### Exercise directions
State only the number of lines below where the word "GenCtx" is found.

### Dataset content
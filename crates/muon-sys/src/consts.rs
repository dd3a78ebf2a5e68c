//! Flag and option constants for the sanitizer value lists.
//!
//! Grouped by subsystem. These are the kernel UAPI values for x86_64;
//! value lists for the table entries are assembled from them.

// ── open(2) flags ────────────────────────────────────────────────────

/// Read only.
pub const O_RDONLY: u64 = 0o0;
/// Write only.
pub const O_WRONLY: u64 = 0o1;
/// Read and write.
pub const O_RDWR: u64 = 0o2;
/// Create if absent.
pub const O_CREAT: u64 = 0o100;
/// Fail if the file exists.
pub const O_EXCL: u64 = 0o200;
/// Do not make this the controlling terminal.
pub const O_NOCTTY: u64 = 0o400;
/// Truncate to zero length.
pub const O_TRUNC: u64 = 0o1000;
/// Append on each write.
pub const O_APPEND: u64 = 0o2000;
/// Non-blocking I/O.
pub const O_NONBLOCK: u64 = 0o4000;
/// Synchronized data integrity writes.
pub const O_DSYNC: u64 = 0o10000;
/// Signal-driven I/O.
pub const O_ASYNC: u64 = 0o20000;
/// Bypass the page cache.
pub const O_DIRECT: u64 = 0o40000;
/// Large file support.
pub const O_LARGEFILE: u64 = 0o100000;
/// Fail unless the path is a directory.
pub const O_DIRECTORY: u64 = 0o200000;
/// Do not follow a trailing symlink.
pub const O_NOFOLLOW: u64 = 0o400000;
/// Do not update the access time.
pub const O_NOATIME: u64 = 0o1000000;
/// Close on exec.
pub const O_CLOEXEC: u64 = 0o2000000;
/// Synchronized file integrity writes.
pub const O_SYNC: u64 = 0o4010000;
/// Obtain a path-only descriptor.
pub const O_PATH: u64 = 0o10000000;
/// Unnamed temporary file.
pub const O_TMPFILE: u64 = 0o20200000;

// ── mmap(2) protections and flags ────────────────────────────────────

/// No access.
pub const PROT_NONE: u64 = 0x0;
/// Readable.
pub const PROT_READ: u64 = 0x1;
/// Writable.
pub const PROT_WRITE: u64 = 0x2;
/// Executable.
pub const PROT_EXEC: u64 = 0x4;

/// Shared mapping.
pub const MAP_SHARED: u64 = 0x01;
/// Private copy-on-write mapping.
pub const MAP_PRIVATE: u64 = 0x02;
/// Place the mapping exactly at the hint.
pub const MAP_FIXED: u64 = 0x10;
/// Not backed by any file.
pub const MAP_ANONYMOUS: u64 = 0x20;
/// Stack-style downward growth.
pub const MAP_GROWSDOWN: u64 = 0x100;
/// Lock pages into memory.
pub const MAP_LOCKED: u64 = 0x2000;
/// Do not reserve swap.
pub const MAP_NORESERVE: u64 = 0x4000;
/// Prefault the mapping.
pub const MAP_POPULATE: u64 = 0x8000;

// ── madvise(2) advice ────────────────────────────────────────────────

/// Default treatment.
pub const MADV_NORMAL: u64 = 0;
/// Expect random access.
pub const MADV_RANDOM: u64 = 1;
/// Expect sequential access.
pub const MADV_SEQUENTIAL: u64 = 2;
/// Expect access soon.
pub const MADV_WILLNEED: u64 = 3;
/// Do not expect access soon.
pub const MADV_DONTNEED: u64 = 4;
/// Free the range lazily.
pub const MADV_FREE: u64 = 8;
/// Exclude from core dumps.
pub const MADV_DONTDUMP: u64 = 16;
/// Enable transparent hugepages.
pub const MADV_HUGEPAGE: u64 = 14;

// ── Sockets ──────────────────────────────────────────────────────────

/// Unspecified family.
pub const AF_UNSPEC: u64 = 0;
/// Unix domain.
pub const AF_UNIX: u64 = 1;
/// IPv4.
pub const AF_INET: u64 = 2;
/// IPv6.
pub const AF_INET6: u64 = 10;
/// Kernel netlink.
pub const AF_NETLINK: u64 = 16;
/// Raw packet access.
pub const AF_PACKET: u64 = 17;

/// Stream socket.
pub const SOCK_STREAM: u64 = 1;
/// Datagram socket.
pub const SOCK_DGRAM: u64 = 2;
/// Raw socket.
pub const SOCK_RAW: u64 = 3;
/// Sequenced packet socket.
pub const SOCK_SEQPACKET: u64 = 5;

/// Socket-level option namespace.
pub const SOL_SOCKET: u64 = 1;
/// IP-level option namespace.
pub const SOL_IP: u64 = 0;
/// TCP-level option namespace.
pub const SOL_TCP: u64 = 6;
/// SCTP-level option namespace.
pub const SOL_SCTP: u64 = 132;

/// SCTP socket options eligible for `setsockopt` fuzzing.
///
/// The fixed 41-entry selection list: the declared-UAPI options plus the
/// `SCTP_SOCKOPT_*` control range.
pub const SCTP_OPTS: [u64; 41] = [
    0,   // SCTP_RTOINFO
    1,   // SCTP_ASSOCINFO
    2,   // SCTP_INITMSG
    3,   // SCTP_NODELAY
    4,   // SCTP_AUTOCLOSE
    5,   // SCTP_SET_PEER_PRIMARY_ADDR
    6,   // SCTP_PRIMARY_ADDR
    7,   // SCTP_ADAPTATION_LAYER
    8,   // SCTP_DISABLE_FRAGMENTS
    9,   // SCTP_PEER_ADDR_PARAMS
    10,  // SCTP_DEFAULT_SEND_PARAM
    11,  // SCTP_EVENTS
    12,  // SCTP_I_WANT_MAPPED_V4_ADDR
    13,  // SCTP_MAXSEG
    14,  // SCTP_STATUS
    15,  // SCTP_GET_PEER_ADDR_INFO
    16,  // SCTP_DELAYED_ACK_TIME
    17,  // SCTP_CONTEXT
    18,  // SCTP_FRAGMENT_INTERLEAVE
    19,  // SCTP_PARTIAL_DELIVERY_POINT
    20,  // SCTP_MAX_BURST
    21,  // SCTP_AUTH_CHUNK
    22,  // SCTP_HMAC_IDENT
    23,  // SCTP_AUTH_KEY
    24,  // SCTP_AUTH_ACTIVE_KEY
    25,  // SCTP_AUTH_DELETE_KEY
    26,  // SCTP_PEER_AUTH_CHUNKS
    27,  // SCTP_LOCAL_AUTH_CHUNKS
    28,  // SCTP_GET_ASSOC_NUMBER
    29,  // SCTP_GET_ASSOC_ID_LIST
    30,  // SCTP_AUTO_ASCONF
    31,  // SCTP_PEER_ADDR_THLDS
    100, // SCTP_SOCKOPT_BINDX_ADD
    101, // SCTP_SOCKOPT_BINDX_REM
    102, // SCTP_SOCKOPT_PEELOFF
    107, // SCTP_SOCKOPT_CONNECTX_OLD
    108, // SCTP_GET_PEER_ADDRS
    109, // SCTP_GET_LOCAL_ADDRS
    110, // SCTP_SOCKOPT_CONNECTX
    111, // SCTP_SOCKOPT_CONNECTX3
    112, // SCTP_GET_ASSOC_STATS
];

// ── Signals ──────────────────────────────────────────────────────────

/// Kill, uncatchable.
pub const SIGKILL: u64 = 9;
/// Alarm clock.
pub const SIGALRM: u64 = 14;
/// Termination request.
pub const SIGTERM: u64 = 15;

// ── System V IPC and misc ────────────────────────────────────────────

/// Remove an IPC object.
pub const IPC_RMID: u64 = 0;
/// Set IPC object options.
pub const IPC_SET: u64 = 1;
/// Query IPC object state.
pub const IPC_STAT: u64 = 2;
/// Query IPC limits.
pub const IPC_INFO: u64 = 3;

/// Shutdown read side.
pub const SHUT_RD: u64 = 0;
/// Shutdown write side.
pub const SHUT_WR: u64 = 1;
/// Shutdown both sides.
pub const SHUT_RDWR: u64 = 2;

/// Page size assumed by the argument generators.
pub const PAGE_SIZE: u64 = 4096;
---
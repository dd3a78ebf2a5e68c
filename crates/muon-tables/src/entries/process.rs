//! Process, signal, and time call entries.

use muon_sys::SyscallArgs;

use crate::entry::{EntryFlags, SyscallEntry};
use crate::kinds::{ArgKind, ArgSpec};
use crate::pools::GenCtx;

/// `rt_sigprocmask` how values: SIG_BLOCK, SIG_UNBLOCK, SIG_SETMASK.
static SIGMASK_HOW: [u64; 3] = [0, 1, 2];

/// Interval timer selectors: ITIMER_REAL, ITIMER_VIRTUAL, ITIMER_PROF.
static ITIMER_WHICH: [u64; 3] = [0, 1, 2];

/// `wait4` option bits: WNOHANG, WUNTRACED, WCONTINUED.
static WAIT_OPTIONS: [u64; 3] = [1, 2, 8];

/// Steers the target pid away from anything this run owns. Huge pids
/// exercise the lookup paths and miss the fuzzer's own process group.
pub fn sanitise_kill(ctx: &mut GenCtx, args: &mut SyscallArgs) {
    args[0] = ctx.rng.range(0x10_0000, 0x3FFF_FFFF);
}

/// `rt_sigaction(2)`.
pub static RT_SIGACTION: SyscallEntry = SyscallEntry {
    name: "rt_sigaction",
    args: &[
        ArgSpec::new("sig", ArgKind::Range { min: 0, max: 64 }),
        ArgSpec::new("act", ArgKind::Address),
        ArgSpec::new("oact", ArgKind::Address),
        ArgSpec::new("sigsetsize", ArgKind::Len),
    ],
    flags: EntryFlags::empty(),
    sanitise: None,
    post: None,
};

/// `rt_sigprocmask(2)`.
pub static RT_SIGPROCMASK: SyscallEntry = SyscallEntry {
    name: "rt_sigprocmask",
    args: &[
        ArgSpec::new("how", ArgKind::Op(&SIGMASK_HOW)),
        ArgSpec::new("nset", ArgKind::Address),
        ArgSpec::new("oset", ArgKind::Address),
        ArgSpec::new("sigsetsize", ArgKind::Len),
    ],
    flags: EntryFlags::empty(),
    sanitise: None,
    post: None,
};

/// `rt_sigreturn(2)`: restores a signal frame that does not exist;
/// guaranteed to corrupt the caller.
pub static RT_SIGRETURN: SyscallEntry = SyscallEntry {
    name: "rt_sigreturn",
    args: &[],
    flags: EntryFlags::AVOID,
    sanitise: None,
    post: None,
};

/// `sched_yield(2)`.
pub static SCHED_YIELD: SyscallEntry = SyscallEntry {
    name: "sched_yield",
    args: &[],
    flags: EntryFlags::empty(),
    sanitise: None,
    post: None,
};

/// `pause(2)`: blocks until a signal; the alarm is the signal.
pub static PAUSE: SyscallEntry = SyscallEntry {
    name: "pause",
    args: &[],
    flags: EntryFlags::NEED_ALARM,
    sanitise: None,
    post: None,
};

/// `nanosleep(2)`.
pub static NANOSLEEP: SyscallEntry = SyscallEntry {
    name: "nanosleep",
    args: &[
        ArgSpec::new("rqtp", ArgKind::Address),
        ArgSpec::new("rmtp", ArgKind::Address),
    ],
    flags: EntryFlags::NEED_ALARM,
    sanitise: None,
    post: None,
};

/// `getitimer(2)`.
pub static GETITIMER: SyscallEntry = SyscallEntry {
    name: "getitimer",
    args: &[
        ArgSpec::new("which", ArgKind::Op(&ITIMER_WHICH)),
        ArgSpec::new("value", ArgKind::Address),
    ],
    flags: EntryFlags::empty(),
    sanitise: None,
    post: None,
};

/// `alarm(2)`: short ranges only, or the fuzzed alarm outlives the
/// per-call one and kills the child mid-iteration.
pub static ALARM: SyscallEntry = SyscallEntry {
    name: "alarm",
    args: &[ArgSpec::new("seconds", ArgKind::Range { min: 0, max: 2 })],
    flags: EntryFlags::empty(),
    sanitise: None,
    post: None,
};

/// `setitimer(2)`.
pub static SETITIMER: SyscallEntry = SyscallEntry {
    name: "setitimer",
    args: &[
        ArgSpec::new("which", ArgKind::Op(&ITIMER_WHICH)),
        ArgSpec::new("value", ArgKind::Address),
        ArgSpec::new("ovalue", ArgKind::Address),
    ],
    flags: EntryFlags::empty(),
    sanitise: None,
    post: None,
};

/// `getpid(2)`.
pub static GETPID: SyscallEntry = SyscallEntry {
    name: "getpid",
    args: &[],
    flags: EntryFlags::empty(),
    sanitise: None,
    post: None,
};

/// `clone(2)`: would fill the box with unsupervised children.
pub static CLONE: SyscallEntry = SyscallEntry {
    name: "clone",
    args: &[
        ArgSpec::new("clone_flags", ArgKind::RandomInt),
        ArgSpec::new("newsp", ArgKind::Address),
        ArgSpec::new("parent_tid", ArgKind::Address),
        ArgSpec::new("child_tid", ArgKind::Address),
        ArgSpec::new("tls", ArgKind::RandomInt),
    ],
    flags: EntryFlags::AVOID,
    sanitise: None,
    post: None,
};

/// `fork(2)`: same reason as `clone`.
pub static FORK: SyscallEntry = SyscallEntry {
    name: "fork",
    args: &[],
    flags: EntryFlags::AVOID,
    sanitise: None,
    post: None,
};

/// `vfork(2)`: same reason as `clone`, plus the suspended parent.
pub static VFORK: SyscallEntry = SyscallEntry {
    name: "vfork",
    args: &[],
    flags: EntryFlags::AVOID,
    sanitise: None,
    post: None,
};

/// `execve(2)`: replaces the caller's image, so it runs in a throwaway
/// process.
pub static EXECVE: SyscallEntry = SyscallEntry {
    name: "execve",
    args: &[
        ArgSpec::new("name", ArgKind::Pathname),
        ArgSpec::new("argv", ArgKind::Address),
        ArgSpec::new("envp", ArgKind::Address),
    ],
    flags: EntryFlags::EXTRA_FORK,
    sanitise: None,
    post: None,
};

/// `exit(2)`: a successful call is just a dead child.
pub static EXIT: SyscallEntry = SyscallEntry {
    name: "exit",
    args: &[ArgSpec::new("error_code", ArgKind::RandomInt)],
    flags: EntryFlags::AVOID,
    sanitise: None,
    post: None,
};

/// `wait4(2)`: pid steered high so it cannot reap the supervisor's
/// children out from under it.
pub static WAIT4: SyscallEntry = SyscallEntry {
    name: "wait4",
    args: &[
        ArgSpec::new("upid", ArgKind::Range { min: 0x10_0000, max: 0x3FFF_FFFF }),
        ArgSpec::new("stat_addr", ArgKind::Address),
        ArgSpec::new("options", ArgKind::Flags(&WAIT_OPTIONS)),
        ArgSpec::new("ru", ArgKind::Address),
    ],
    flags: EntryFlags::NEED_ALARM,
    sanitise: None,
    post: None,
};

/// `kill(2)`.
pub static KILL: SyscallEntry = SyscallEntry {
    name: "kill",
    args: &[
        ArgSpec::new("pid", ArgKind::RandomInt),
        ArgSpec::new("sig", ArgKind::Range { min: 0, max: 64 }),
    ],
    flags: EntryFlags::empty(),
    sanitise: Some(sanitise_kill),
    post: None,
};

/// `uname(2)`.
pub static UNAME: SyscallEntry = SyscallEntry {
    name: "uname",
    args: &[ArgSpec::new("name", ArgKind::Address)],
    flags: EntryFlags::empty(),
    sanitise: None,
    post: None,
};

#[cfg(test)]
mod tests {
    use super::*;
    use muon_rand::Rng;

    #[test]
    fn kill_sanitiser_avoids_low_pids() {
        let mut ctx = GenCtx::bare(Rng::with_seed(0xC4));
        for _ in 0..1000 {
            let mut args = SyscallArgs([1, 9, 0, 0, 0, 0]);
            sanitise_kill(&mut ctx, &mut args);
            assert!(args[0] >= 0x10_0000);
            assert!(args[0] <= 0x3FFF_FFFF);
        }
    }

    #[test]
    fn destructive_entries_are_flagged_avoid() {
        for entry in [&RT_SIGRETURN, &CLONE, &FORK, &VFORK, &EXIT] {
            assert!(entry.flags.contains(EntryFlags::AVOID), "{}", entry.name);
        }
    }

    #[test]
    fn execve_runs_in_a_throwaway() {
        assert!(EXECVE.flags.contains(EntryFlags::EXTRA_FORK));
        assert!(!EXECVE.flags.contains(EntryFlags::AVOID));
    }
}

### Exercise result
3